Task to carry out: The word "without" marks the lines to report; pull each of them from the listing.

** Opening Material for the task block **

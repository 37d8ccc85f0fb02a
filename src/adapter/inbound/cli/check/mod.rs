//! Configuration validation command handler.

use std::path::Path;

use crate::adapter::inbound::cli::output;
use crate::error::Result;
use crate::infrastructure::config::settings::{Config, ENV_PASSWORD, ENV_USER};

/// Validate the configuration file and environment without calling Vault.
pub fn execute_config<P: AsRef<Path>>(config_path: P) -> Result<()> {
    let path = config_path.as_ref();
    let config = Config::load(path)?;
    let vault = &config.vault;

    output::section("Configuration Check");
    output::field("Config", path.display());
    output::success("Configuration file is valid");

    output::section("Vault");
    output::field("Base URL", vault.normalized_base_url());
    output::field("Client ID", &vault.client_id);
    output::field("Object", &vault.object);
    output::field("Page limit", vault.page_limit);
    output::field("Burst cutoff", vault.burst_limit_cutoff);
    if output::verbosity() > 0 {
        output::field("Timeout (ms)", config.http.timeout_ms);
        output::field("Log level", &config.logging.level);
    }
    output::field("Report failures", config.boundary.report_failures);

    if vault.credentials().is_some() {
        output::success("Vault credentials detected");
    } else {
        output::warning("Vault credentials not configured");
        if vault.username.is_none() {
            output::field("Missing", ENV_USER);
        }
        if vault.password.is_none() {
            output::field("Missing", ENV_PASSWORD);
        }
        output::hint("messages without a sessionId will fail to authenticate");
    }

    output::success("Configuration check complete");

    Ok(())
}
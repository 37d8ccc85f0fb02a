#![allow(dead_code)]

pub mod config;
pub mod http;
pub mod logs;
pub mod records;
pub mod vault;
//! In-memory capture of `tracing` output.

use std::io;
use std::sync::{Arc, Mutex};

use tracing::subscriber::DefaultGuard;
use tracing::Level;
use tracing_subscriber::fmt::MakeWriter;

/// Collects formatted log lines for the current thread.
#[derive(Clone, Default)]
pub struct LogCapture {
    buffer: Arc<Mutex<Vec<u8>>>,
}

impl LogCapture {
    /// Route this thread's logs into a fresh capture until the guard drops.
    ///
    /// `#[tokio::test]` runs on a current-thread runtime, so every await of
    /// the test body logs through this subscriber.
    pub fn install() -> (Self, DefaultGuard) {
        let capture = Self::default();
        let subscriber = tracing_subscriber::fmt()
            .with_writer(capture.clone())
            .with_max_level(Level::DEBUG)
            .with_ansi(false)
            .finish();
        let guard = tracing::subscriber::set_default(subscriber);
        (capture, guard)
    }

    pub fn contents(&self) -> String {
        let buffer = self.buffer.lock().unwrap();
        String::from_utf8_lossy(&buffer).into_owned()
    }

    /// Lines logged at `WARN`.
    pub fn warnings(&self) -> Vec<String> {
        self.contents()
            .lines()
            .filter(|line| line.contains(" WARN "))
            .map(str::to_string)
            .collect()
    }
}

impl io::Write for LogCapture {
    fn write(&mut self, buf: &[u8]) -> io::Result<usize> {
        self.buffer.lock().unwrap().extend_from_slice(buf);
        Ok(buf.len())
    }

    fn flush(&mut self) -> io::Result<()> {
        Ok(())
    }
}

impl<'a> MakeWriter<'a> for LogCapture {
    type Writer = Self;

    fn make_writer(&'a self) -> Self::Writer {
        self.clone()
    }
}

** Closing Material for the task block **

Your solution:
/// Validate the configuration file and environment without calling Vault.
        output::hint("messages without a sessionId will fail to authenticate");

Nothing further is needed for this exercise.